As we discussed, there are two widely used correlation coefficients, a Pearson’s one and a Spearman’s one. Since the latter is a measure of the rank correlation, it is usually used for variables in an ordinal scale. However, it can be helpful for quantitative variables as well because it is robust (not sensitive to outliers).
Consider two variables: x
and y
.
x <- c(1, 2, 6, 8, 9, 7, 7.5, 10, 3, 4, 5.5)
y <- c(2, 4, 11, 15, 19, 16, 14, 23, 7, 6, 11)
Let’s plot a simple scatterplot first:
plot(x, y)
As we can see, although there are only few points, variables x
and y
seem to be positively associated (as x
increases, y
increases). We can even say that this association is pretty strong. Let’s calculate two correlation coefficients and test their statistical significance.
# Pearson's coefficient
cor.test(x, y)
##
## Pearson's product-moment correlation
##
## data: x and y
## t = 13.862, df = 9, p-value = 2.234e-07
## alternative hypothesis: true correlation is not equal to 0
## 95 percent confidence interval:
## 0.9124984 0.9942928
## sample estimates:
## cor
## 0.9773737
What can we see in the output? The correlation coefficient itself is cor
and here it is 0.977. So, we can conclude that the association between x
and y
is positive and very strong (the coefficient is approximately 1). Is it statistically significant at the 5% level of significance? Let us see.
\(H_0: corr(x, y) = 0 \text{ (no linear association between } x \text{ and } y )\)
This null hypothesis should be rejected at the 5% significance level since p-value < 0.05. So, variables x
and y
are associated.
# Spearman's coefficient
cor.test(x, y, method = 'spearman')
## Warning in cor.test.default(x, y, method = "spearman"): Cannot compute
## exact p-value with ties
##
## Spearman's rank correlation rho
##
## data: x and y
## S = 8.5188, p-value = 2.449e-06
## alternative hypothesis: true rho is not equal to 0
## sample estimates:
## rho
## 0.9612781
Here we also get a very high positive coefficient (0.96). Now let us add an outlier, a non-typical observation to our data, a point (150, 10).
x <- c(1, 2, 6, 8, 9, 7, 7.5, 10, 3, 4, 5.5, 150)
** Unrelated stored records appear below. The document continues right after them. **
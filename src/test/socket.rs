use std::cell::RefCell;
use std::rc::Rc;

use serde_json::{Value, json};

use super::harness::{Pair, Side};
use crate::net::{Handshake, Keepalive, Payload};
use crate::proto::{Socket, SocketConfig, SocketHost, SocketState};

fn syn(seq: u32) -> Payload {
    Payload::Handshake(Handshake::Syn { seq })
}

fn syn_ack(seq: u32, ack: u32) -> Payload {
    Payload::Handshake(Handshake::SynAck { seq, ack })
}

fn ack(ack: u32) -> Payload {
    Payload::Handshake(Handshake::Ack { ack })
}

fn connected_pair() -> Pair {
    let mut pair = Pair::new(SocketConfig::default());
    pair.connect();
    assert_eq!(pair.a.state(), SocketState::Connected);
    assert_eq!(pair.b.state(), SocketState::Connected);
    pair
}

fn recorder(socket: &mut Socket) -> Rc<RefCell<Vec<Value>>> {
    let seen = Rc::new(RefCell::new(Vec::new()));
    let sink = Rc::clone(&seen);
    socket.add_packet_handler(Box::new(
        move |_: &mut Socket, _: &mut dyn SocketHost, data: &Value| {
            sink.borrow_mut().push(data.clone());
        },
    ));
    seen
}

#[test]
fn three_way_handshake() {
    let mut pair = Pair::new(SocketConfig::default());
    pair.connect();

    assert_eq!(
        pair.log,
        vec![
            (Side::A, syn(10)),
            (Side::B, syn_ack(20, 11)),
            (Side::A, ack(21)),
        ]
    );
    assert_eq!(pair.a.state(), SocketState::Connected);
    assert_eq!(pair.b.state(), SocketState::Connected);
    assert_eq!(pair.a.current_seq(), 10);
    assert_eq!(pair.b.current_seq(), 20);
    // 只剩保活定时器
    assert_eq!(pair.a.pending_timers(), 1);
    assert_eq!(pair.b.pending_timers(), 1);
}

#[test]
fn handshake_times_out_without_a_peer() {
    let mut pair = Pair::new(SocketConfig::default());
    pair.b_reachable = false;
    pair.connect();
    assert_eq!(pair.a.state(), SocketState::Connecting);

    pair.ticks(SocketConfig::CONNECTION_TIMEOUT - 1);
    assert_eq!(pair.a.state(), SocketState::Connecting);
    assert_eq!(pair.log.len(), 1);

    pair.tick();
    assert_eq!(pair.log, vec![(Side::A, syn(10)), (Side::A, Payload::Teardown)]);
    assert_eq!(pair.a.state(), SocketState::Disconnected);
    assert!(pair.a.is_closed());
    assert_eq!(pair.a.pending_timers(), 0);
}

#[test]
fn syn_ack_with_wrong_ack_is_ignored() {
    let mut pair = Pair::new(SocketConfig::default());
    pair.b_reachable = false;
    pair.connect();

    pair.a.handle(&mut pair.host_a, syn_ack(5, 99));
    pair.pump();

    assert_eq!(pair.a.state(), SocketState::Connecting);
    assert_eq!(pair.log.len(), 1);
}

#[test]
fn connect_twice_is_a_no_op() {
    let mut pair = connected_pair();
    let before = pair.log.len();

    pair.a.connect(&mut pair.host_a);
    pair.pump();

    assert_eq!(pair.log.len(), before);
    assert_eq!(pair.a.state(), SocketState::Connected);
}

#[test]
fn keepalive_round_trip_keeps_both_sides_connected() {
    let mut pair = connected_pair();
    let start = pair.log.len();

    pair.ticks(SocketConfig::KEEPALIVE_PERIOD + SocketConfig::KEEPALIVE_RESPONSE_TIMEOUT);

    assert_eq!(
        pair.log_since(start),
        &[
            (Side::A, Payload::Keepalive(Keepalive::Req)),
            (Side::B, Payload::Keepalive(Keepalive::Rsp)),
        ]
    );
    assert_eq!(pair.a.state(), SocketState::Connected);
    assert_eq!(pair.b.state(), SocketState::Connected);
}

#[test]
fn unanswered_keepalive_tears_the_socket_down() {
    let mut pair = connected_pair();
    let start = pair.log.len();
    pair.b_reachable = false;

    pair.ticks(SocketConfig::KEEPALIVE_PERIOD + SocketConfig::KEEPALIVE_RESPONSE_TIMEOUT - 1);
    assert_eq!(pair.a.state(), SocketState::Connected);

    pair.tick();
    assert_eq!(
        pair.log_since(start),
        &[
            (Side::A, Payload::Keepalive(Keepalive::Req)),
            (Side::A, Payload::Teardown),
        ]
    );
    assert_eq!(pair.a.state(), SocketState::Disconnected);
    assert_eq!(pair.a.pending_timers(), 0);
}

#[test]
fn data_traffic_postpones_keepalive() {
    let mut pair = connected_pair();
    let start = pair.log.len();

    pair.ticks(50);
    pair.b.send(&mut pair.host_b, json!("ping"));
    pair.pump();
    // A 在第 50 tick 收到数据，周期重新计时；B 的周期照旧在第 100 tick 到期
    pair.ticks(60);

    assert_eq!(
        pair.log_since(start),
        &[
            (Side::B, Payload::Data(json!("ping"))),
            (Side::B, Payload::Keepalive(Keepalive::Req)),
            (Side::A, Payload::Keepalive(Keepalive::Rsp)),
        ]
    );
}

#[test]
fn queued_data_is_delivered_in_order_on_update() {
    let mut pair = connected_pair();
    let seen = recorder(&mut pair.a);

    for i in 0..4 {
        pair.a.handle(&mut pair.host_a, Payload::Data(json!(i)));
    }
    assert_eq!(pair.a.pending_data(), 4);
    assert!(seen.borrow().is_empty());

    pair.tick();
    assert_eq!(*seen.borrow(), vec![json!(0), json!(1), json!(2), json!(3)]);
    assert_eq!(pair.a.pending_data(), 0);
}

#[test]
fn every_handler_sees_every_item() {
    let mut pair = connected_pair();
    let first = recorder(&mut pair.a);
    let second = recorder(&mut pair.a);
    assert_eq!(pair.a.packet_handler_count(), 2);

    pair.a.handle(&mut pair.host_a, Payload::Data(json!("x")));
    pair.a.handle(&mut pair.host_a, Payload::Data(json!("y")));
    pair.tick();

    assert_eq!(*first.borrow(), vec![json!("x"), json!("y")]);
    assert_eq!(*second.borrow(), vec![json!("x"), json!("y")]);
}

#[test]
fn disconnect_inside_a_handler_stops_delivery() {
    let mut pair = connected_pair();
    let seen = Rc::new(RefCell::new(Vec::new()));
    let sink = Rc::clone(&seen);
    pair.a.add_packet_handler(Box::new(
        move |socket: &mut Socket, host: &mut dyn SocketHost, data: &Value| {
            sink.borrow_mut().push(data.clone());
            socket.disconnect(host);
        },
    ));

    for i in 0..4 {
        pair.a.handle(&mut pair.host_a, Payload::Data(json!(i)));
    }
    pair.tick();

    assert_eq!(*seen.borrow(), vec![json!(0)]);
    assert_eq!(pair.a.state(), SocketState::Disconnected);
    assert_eq!(pair.a.pending_data(), 0);
    // 对端收到拆除通知
    assert_eq!(pair.b.state(), SocketState::Disconnected);
    // 处理器保留，可在重连后继续使用
    assert_eq!(pair.a.packet_handler_count(), 1);
}

#[test]
fn handler_can_reply_through_the_socket() {
    let mut pair = connected_pair();
    pair.b.add_packet_handler(Box::new(
        |socket: &mut Socket, host: &mut dyn SocketHost, data: &Value| {
            socket.send(host, json!({ "echo": data }));
        },
    ));
    let replies = recorder(&mut pair.a);

    pair.a.send(&mut pair.host_a, json!(7));
    pair.pump();
    pair.tick(); // B 交付并回复
    pair.tick(); // A 交付回复

    assert_eq!(*replies.borrow(), vec![json!({ "echo": 7 })]);
}

#[test]
fn nothing_flows_while_disconnected() {
    let mut pair = Pair::new(SocketConfig::default());
    let seen = recorder(&mut pair.a);

    pair.a.send(&mut pair.host_a, json!("early"));
    pair.a.handle(&mut pair.host_a, Payload::Data(json!("stray")));
    pair.pump();
    pair.tick();

    assert!(pair.log.is_empty());
    assert_eq!(pair.a.pending_data(), 0);
    assert!(seen.borrow().is_empty());
}

#[test]
fn disconnect_notifies_the_peer() {
    let mut pair = connected_pair();
    let start = pair.log.len();

    pair.a.disconnect(&mut pair.host_a);
    pair.pump();

    assert_eq!(pair.log_since(start), &[(Side::A, Payload::Teardown)]);
    assert_eq!(pair.a.state(), SocketState::Disconnected);
    assert_eq!(pair.b.state(), SocketState::Disconnected);
    assert_eq!(pair.a.pending_timers(), 0);
    assert_eq!(pair.b.pending_timers(), 0);

    // 已断开时再次断开不发任何东西
    pair.a.disconnect(&mut pair.host_a);
    pair.pump();
    assert_eq!(pair.log.len(), start + 1);
}

#[test]
fn socket_can_reconnect_after_teardown() {
    let mut pair = connected_pair();
    pair.a.disconnect(&mut pair.host_a);
    pair.pump();
    let start = pair.log.len();

    pair.connect();

    assert_eq!(pair.log_since(start).len(), 3);
    assert_eq!(pair.a.state(), SocketState::Connected);
    assert_eq!(pair.b.state(), SocketState::Connected);
}

#[test]
fn socket_state_survives_serde() {
    let pair = connected_pair();
    let text = serde_json::to_string(&pair.a).unwrap();
    let back: Socket = serde_json::from_str(&text).unwrap();

    assert_eq!(back.state(), SocketState::Connected);
    assert_eq!(back.local_port(), Some(10));
    assert_eq!(back.destination(), pair.a.destination());
    assert_eq!(back.pending_timers(), pair.a.pending_timers());
    assert_eq!(back.packet_handler_count(), 0);
}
y <- c(2, 4, 11, 15, 19, 16, 14, 23, 7, 6, 11, 10)
plot(x, y)
It seems that this point can spoil everything! We can calculate correlation coefficient for updated variables:
cor.test(x, y)
##
## Pearson's product-moment correlation
##
## data: x and y
## t = -0.033164, df = 10, p-value = 0.9742
## alternative hypothesis: true correlation is not equal to 0
## 95 percent confidence interval:
## -0.5808924 0.5668262
## sample estimates:
## cor
## -0.01048683
A Pearson’s correlation coefficient has broken down! Now it is negative, very small by absolute value and, what is more, insignificant! This coefficient is very sensitive to outliers, so here it “reacts” on a non-typical point in a very dramatic way. Now let’s look at a Spearman’s coefficient:
cor.test(x, y, method = 'spearman')
## Warning in cor.test.default(x, y, method = "spearman"): Cannot compute
## exact p-value with ties
##
## Spearman's rank correlation rho
##
## data: x and y
## S = 64.613, p-value = 0.003127
## alternative hypothesis: true rho is not equal to 0
## sample estimates:
## rho
## 0.7740817
Magic! This coefficient has not undergone serious changes, it is still positive and high. Besides, it is significant at the 5% significance level. So, with the help of this illustration we made sure that a Spearman’s correlation coefficient is more robust than Pearson’s one.